Menurut Bagus, keterlibatan unsur pemerintah daerah dalam struktur pengawasan perusahaan daerah merupakan amanat regulasi dari Kementerian Dalam Negeri (Kemendagri). Karena itu, keberadaan pejabat pemerintah kota di posisi Dewan Pengawas dinilai sah dan tidak menyalahi aturan.
“Aturan Kemendagri memang mengatur bahwa Perusda harus ada perwakilan dari pemerintah kota sebagai dewan pengawas,” kata Bagus saat memberikan penjelasan terkait polemik susunan pengawas PTMB, Jumat (15/5/2026).
Ia menjelaskan, ketentuan tersebut berbeda dengan posisi direksi di perusahaan daerah.
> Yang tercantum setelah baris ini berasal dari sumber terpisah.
use chrono::{DateTime, Utc};
use serde::{Deserialize, Serialize};

use stockwise_core::{
    Aggregate, AggregateRoot, CustomerId, DomainError, DomainResult, Entity, Money, OrderId, ProductId, UserId,
};
use stockwise_events::Event;

/// Order status lifecycle.
///
/// `pending → completed` and `pending → cancelled` are the only transitions;
/// both targets are terminal.
#[derive(Debug, Clone, Copy, PartialEq, Eq, Hash, Serialize, Deserialize)]
#[serde(rename_all = "lowercase")]
pub enum OrderStatus {
    Pending,
    Completed,
    Cancelled,
}

impl OrderStatus {
    pub fn as_str(self) -> &'static str {
        match self {
            OrderStatus::Pending => "pending",
            OrderStatus::Completed => "completed",
            OrderStatus::Cancelled => "cancelled",
        }
    }

    pub fn can_transition_to(self, next: OrderStatus) -> bool {
        matches!(
            (self, next),
            (OrderStatus::Pending, OrderStatus::Completed) | (OrderStatus::Pending, OrderStatus::Cancelled)
        )
    }

    pub fn is_terminal(self) -> bool {
        !matches!(self, OrderStatus::Pending)
    }
}

impl core::fmt::Display for OrderStatus {
    fn fmt(&self, f: &mut core::fmt::Formatter<'_>) -> core::fmt::Result {
        f.write_str(self.as_str())
    }
}

/// Order line with the unit price frozen at creation time.
#[derive(Debug, Clone, PartialEq, Eq, Serialize, Deserialize)]
pub struct OrderLine {
    pub line_no: u32,
    pub product_id: ProductId,
    pub quantity: i64,
    /// Price in smallest currency unit (e.g., cents), copied from the product.
    pub unit_price_snapshot: Money,
}

impl OrderLine {
    pub fn line_total(&self) -> DomainResult<Money> {
        self.unit_price_snapshot.checked_mul(self.quantity)
    }
}

/// A requested line, already priced by the caller.
#[derive(Debug, Clone, PartialEq, Eq, Serialize, Deserialize)]
pub struct PricedLine {
    pub product_id: ProductId,
    pub quantity: i64,
    pub unit_price_snapshot: Money,
}

/// Aggregate root: Order.
#[derive(Debug, Clone, PartialEq, Eq)]
pub struct Order {
    id: OrderId,
    customer_id: Option<CustomerId>,
    status: OrderStatus,
    lines: Vec<OrderLine>,
    total_amount: Money,
    created_by: Option<UserId>,
    created_at: DateTime<Utc>,
    updated_at: DateTime<Utc>,
    version: u64,
    created: bool,
}

impl Order {
    /// Create an empty, not-yet-placed aggregate instance.
    pub fn empty(id: OrderId) -> Self {
        let epoch = DateTime::<Utc>::UNIX_EPOCH;
        Self {
            id,
            customer_id: None,
            status: OrderStatus::Pending,
            lines: Vec::new(),
            total_amount: Money::ZERO,
            created_by: None,
            created_at: epoch,
            updated_at: epoch,
            version: 0,
            created: false,
        }
    }

    pub fn id_typed(&self) -> OrderId {
        self.id
    }

    pub fn customer_id(&self) -> Option<CustomerId> {
        self.customer_id
    }

    pub fn status(&self) -> OrderStatus {
        self.status
    }

    pub fn lines(&self) -> &[OrderLine] {
        &self.lines
    }

    pub fn total_amount(&self) -> Money {
        self.total_amount
    }

    pub fn created_by(&self) -> Option<UserId> {
        self.created_by
    }

    pub fn created_at(&self) -> DateTime<Utc> {
        self.created_at
    }

    pub fn updated_at(&self) -> DateTime<Utc> {
        self.updated_at
    }

    pub fn is_placed(&self) -> bool {
        self.created
    }

    pub fn is_pending(&self) -> bool {
        self.created && self.status == OrderStatus::Pending
    }

    /// Requested quantity per distinct product, ascending by product id.
    pub fn quantities_by_product(&self) -> Vec<(ProductId, i64)> {
        quantities_by_product(self.lines.iter().map(|l| (l.product_id, l.quantity)))
    }
}

/// Sum quantities per distinct product, ascending by product id.
pub fn quantities_by_product(lines: impl IntoIterator<Item = (ProductId, i64)>) -> Vec<(ProductId, i64)> {
    let mut totals: std::collections::BTreeMap<ProductId, i64> = std::collections::BTreeMap::new();
    for (product_id, quantity) in lines {
        let slot = totals.entry(product_id).or_insert(0);
        *slot = slot.saturating_add(quantity);
    }
    totals.into_iter().collect()
}

/// `Σ quantity × unit_price_snapshot`, checked.
pub fn order_total(lines: &[OrderLine]) -> DomainResult<Money> {
    let line_totals = lines.iter().map(OrderLine::line_total).collect::<DomainResult<Vec<_>>>()?;
    Money::checked_sum(line_totals)
}

impl AggregateRoot for Order {
    type Id = OrderId;

    fn id(&self) -> &Self::Id {
        &self.id
    }

    fn version(&self) -> u64 {
        self.version
    }
}

impl Entity for Order {
    type Id = OrderId;

    const KIND: &'static str = "order";

    fn id(&self) -> &Self::Id {
        &self.id
    }
}

/// Command: PlaceOrder.
#[derive(Debug, Clone, PartialEq, Eq, Serialize, Deserialize)]
pub struct PlaceOrder {
    pub order_id: OrderId,
    pub customer_id: Option<CustomerId>,
    pub lines: Vec<PricedLine>,
    pub created_by: Option<UserId>,
    pub occurred_at: DateTime<Utc>,
}

/// Command: CompleteOrder.
#[derive(Debug, Clone, PartialEq, Eq, Serialize, Deserialize)]
pub struct CompleteOrder {
    pub order_id: OrderId,
    pub occurred_at: DateTime<Utc>,
}

/// Command: CancelOrder.
#[derive(Debug, Clone, PartialEq, Eq, Serialize, Deserialize)]
pub struct CancelOrder {
    pub order_id: OrderId,
    pub occurred_at: DateTime<Utc>,
}

#[derive(Debug, Clone, PartialEq, Eq, Serialize, Deserialize)]
pub enum OrderCommand {
    PlaceOrder(PlaceOrder),
    CompleteOrder(CompleteOrder),
    CancelOrder(CancelOrder),
}

/// Event: OrderPlaced.
#[derive(Debug, Clone, PartialEq, Eq, Serialize, Deserialize)]
pub struct OrderPlaced {
    pub order_id: OrderId,
    pub customer_id: Option<CustomerId>,
    pub lines: Vec<OrderLine>,
    pub total_amount: Money,
    pub created_by: Option<UserId>,
    pub occurred_at: DateTime<Utc>,
}

/// Event: OrderCompleted.
#[derive(Debug, Clone, PartialEq, Eq, Serialize, Deserialize)]
pub struct OrderCompleted {
    pub order_id: OrderId,
    pub occurred_at: DateTime<Utc>,
}

/// Event: OrderCancelled.
#[derive(Debug, Clone, PartialEq, Eq, Serialize, Deserialize)]
pub struct OrderCancelled {
    pub order_id: OrderId,
    pub occurred_at: DateTime<Utc>,
}

#[derive(Debug, Clone, PartialEq, Eq, Serialize, Deserialize)]
pub enum OrderEvent {
    OrderPlaced(OrderPlaced),
    OrderCompleted(OrderCompleted),
    OrderCancelled(OrderCancelled),
}

impl Event for OrderEvent {
    fn event_type(&self) -> &'static str {
        match self {
            OrderEvent::OrderPlaced(_) => "sales.order.placed",
            OrderEvent::OrderCompleted(_) => "sales.order.completed",
            OrderEvent::OrderCancelled(_) => "sales.order.cancelled",
        }
    }

    fn version(&self) -> u32 {
        1
    }

    fn occurred_at(&self) -> DateTime<Utc> {
        match self {
            OrderEvent::OrderPlaced(e) => e.occurred_at,
            OrderEvent::OrderCompleted(e) => e.occurred_at,
            OrderEvent::OrderCancelled(e) => e.occurred_at,
        }
    }
}

impl Aggregate for Order {
    type Command = OrderCommand;
    type Event = OrderEvent;
    type Error = DomainError;

    fn apply(&mut self, event: &Self::Event) {
        match event {
            OrderEvent::OrderPlaced(e) => {
                self.id = e.order_id;
                self.customer_id = e.customer_id;
                self.status = OrderStatus::Pending;
                self.lines = e.lines.clone();
                self.total_amount = e.total_amount;
                self.created_by = e.created_by;
                self.created_at = e.occurred_at;
                self.updated_at = e.occurred_at;
                self.created = true;
            }
            OrderEvent::OrderCompleted(e) => {
                self.status = OrderStatus::Completed;
                self.updated_at = e.occurred_at;
            }
            OrderEvent::OrderCancelled(e) => {
                self.status = OrderStatus::Cancelled;
                self.updated_at = e.occurred_at;
            }
        }

        // Deterministic version tracking: +1 per applied event.
        self.version += 1;
    }

    fn handle(&self, command: &Self::Command) -> Result<Vec<Self::Event>, Self::Error> {
        match command {
            OrderCommand::PlaceOrder(cmd) => self.handle_place(cmd),
            OrderCommand::CompleteOrder(cmd) => self.handle_complete(cmd),
            OrderCommand::CancelOrder(cmd) => self.handle_cancel(cmd),
        }
    }
}

impl Order {
    fn ensure_order_id(&self, order_id: OrderId) -> Result<(), DomainError> {
        if self.id != order_id {
            return Err(DomainError::invariant("order_id mismatch"));
        }
        Ok(())
    }

    fn ensure_placed(&self) -> Result<(), DomainError> {
        if !self.created {
            return Err(DomainError::not_found(Self::KIND, self.id));
        }
        Ok(())
    }

    fn ensure_transition(&self, next: OrderStatus) -> Result<(), DomainError> {
        if !self.status.can_transition_to(next) {
            return Err(DomainError::invariant(format!(
                "order {} cannot move from {} to {}",
                self.id, self.status, next
            )));
        }
        Ok(())
    }

    fn handle_place(&self, cmd: &PlaceOrder) -> Result<Vec<OrderEvent>, DomainError> {
        if self.created {
            return Err(DomainError::conflict("order already exists"));
        }
        self.ensure_order_id(cmd.order_id)?;

        if cmd.lines.is_empty() {
            return Err(DomainError::validation("order must contain at least one line"));
        }
        if let Some(bad) = cmd.lines.iter().find(|l| l.quantity <= 0) {
            return Err(DomainError::validation(format!(
                "quantity for product {} must be positive",
                bad.product_id
            )));
        }

        let lines: Vec<OrderLine> = cmd
            .lines
            .iter()
            .zip(1u32..)
            .map(|(l, line_no)| OrderLine {
                line_no,
                product_id: l.product_id,
                quantity: l.quantity,
                unit_price_snapshot: l.unit_price_snapshot,
            })
            .collect();
        let total_amount = order_total(&lines)?;

        Ok(vec![OrderEvent::OrderPlaced(OrderPlaced {
            order_id: cmd.order_id,
            customer_id: cmd.customer_id,
            lines,
            total_amount,
            created_by: cmd.created_by,
            occurred_at: cmd.occurred_at,
        })])
    }

    fn handle_complete(&self, cmd: &CompleteOrder) -> Result<Vec<OrderEvent>, DomainError> {
        self.ensure_placed()?;
        self.ensure_order_id(cmd.order_id)?;
        self.ensure_transition(OrderStatus::Completed)?;

        Ok(vec![OrderEvent::OrderCompleted(OrderCompleted {
            order_id: cmd.order_id,
            occurred_at: cmd.occurred_at,
        })])
    }

    fn handle_cancel(&self, cmd: &CancelOrder) -> Result<Vec<OrderEvent>, DomainError> {
        self.ensure_placed()?;
        self.ensure_order_id(cmd.order_id)?;
        self.ensure_transition(OrderStatus::Cancelled)?;

        Ok(vec![OrderEvent::OrderCancelled(OrderCancelled {
            order_id: cmd.order_id,
            occurred_at: cmd.occurred_at,
        })])
    }
}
Aparatur sipil negara (ASN) di lingkungan pemerintah daerah tidak diperbolehkan menduduki jabatan direksi karena berpotensi menimbulkan konflik kepentingan dalam pengambilan keputusan operasional perusahaan.
“Kalau masuk di eksekutif sebagai direksi, itu yang tidak boleh. Tapi kalau sebagai dewan pengawas, itu sah,” ujarnya.
Bagus menuturkan, PTMB sebagai perusahaan milik Pemerintah Kota Balikpapan membutuhkan fungsi pengawasan yang kuat agar tata kelola perusahaan tetap berjalan baik dan pelayanan kepada masyarakat terus terjaga.
Menurut dia, kehadiran unsur pemerintah daerah di jajaran pengawas justru diperlukan untuk memastikan perusahaan daerah menjalankan tugas sesuai regulasi dan target pelayanan publik.
“Perusda ini perusahaan daerah milik pemerintah kota. Kalau tidak diawasi, tentu tidak bisa bekerja sendiri,” ucapnya.
Tidak Melanggar Aturan
Ia kembali menegaskan bahwa penempatan kepala organisasi perangkat daerah (OPD) maupun pejabat sekda dalam Dewan Pengawas. Tidak melanggar aturan selama tidak masuk ke dalam struktur direksi perusahaan.
“Yang tidak boleh itu kalau salah satu OPD masuk di dalam jajaran direksi. Karena akan ada konflik kepentingan,” tegasnya.
Penjelasan Wakil Wali Kota Balikpapan tersebut sekaligus menjawab berbagai pertanyaan publik terkait keterlibatan pejabat pemerintah daerah dalam struktur PTMB.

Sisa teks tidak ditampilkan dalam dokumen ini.